- Opening Delimiter -

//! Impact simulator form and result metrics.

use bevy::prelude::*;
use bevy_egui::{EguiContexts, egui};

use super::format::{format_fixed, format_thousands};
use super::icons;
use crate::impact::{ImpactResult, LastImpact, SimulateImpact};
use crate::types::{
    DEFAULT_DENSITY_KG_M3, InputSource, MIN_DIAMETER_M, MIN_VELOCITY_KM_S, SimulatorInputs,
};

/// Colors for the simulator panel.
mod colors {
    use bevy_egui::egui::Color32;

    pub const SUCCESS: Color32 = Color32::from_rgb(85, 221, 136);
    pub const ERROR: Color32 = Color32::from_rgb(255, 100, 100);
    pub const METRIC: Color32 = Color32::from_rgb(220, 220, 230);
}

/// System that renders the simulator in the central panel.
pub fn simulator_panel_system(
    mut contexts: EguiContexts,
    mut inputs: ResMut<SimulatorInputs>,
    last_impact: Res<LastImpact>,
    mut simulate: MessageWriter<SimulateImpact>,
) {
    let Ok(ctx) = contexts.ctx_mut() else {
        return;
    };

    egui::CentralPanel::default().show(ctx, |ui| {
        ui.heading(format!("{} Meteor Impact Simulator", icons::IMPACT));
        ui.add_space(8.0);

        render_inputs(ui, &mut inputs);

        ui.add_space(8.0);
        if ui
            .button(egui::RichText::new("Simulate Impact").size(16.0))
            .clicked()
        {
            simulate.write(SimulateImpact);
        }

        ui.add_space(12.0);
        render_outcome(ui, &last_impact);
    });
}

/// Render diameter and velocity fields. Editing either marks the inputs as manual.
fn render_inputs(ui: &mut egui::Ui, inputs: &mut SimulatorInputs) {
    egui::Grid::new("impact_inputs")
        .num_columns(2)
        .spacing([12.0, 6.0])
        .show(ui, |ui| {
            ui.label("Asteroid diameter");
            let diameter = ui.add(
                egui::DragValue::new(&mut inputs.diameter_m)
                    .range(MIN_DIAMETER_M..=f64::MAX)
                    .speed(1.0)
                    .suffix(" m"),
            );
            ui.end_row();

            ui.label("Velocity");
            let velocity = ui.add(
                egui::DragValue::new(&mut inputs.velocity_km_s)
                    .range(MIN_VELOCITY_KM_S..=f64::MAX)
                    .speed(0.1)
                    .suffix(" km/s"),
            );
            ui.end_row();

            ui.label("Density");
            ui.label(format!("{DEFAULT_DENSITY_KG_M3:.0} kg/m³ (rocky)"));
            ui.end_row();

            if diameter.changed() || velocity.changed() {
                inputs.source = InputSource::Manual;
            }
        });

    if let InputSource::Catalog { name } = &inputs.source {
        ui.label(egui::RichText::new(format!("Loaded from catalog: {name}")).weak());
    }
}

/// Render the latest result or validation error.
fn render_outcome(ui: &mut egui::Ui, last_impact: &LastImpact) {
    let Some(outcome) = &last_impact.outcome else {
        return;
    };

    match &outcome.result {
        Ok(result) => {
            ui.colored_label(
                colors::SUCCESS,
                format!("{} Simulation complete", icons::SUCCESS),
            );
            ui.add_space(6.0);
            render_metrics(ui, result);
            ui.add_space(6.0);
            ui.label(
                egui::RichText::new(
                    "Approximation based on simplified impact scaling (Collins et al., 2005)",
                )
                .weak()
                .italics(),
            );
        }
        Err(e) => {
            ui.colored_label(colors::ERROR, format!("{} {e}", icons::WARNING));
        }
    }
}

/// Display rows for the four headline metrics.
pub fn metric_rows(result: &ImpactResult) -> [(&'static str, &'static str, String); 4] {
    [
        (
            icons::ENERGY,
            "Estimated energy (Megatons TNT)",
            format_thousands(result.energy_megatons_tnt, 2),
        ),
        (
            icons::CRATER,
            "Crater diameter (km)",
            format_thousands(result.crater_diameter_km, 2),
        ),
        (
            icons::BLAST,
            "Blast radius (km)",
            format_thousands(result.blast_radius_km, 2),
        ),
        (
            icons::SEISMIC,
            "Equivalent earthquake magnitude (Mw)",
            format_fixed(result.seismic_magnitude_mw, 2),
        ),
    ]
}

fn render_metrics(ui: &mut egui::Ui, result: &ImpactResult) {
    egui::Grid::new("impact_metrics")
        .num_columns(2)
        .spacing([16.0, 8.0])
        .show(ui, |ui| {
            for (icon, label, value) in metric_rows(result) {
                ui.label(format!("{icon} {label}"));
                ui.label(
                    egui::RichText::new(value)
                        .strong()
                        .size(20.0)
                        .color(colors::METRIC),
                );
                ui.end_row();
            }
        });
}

- Closing Delimiter -
- Opening Delimiter -

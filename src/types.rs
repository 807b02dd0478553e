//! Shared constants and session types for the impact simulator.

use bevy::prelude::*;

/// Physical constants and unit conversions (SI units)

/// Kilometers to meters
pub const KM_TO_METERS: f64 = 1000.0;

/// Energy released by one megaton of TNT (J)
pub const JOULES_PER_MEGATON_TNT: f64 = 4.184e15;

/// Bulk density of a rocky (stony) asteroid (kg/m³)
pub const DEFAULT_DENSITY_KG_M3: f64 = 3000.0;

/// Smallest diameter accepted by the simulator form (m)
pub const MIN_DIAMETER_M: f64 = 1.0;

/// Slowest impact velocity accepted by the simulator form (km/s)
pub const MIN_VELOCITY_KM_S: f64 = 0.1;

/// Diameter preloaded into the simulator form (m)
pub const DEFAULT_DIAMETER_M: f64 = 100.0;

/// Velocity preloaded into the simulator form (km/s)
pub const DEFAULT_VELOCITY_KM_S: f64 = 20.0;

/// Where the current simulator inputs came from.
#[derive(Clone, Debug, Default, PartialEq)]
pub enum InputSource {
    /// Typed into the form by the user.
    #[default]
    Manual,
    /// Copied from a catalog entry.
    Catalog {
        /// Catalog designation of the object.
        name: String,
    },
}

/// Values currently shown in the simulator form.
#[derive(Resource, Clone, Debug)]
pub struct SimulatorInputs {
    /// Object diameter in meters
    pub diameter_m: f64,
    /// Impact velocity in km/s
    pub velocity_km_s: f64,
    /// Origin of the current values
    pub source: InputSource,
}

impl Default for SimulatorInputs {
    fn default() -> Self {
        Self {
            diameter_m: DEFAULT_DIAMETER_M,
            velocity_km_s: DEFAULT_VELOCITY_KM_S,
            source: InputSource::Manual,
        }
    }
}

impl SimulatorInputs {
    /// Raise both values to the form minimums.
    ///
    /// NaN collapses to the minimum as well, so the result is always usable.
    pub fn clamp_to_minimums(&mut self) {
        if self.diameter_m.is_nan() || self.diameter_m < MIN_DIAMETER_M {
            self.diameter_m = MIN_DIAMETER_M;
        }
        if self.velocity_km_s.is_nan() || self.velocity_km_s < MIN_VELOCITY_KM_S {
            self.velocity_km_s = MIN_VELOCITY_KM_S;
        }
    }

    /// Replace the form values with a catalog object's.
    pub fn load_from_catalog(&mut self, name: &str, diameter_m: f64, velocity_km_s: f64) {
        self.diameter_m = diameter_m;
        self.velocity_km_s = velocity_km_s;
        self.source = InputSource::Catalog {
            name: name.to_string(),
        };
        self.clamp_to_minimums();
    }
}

- Closing Delimiter -

WHAT THIS TASK INVOLVES: Return each line of the material in which the string "ImpactResult" can be found.

RESULT BELOW:
use crate::impact::{ImpactResult, LastImpact, SimulateImpact};
pub fn metric_rows(result: &ImpactResult) -> [(&'static str, &'static str, String); 4] {
fn render_metrics(ui: &mut egui::Ui, result: &ImpactResult) {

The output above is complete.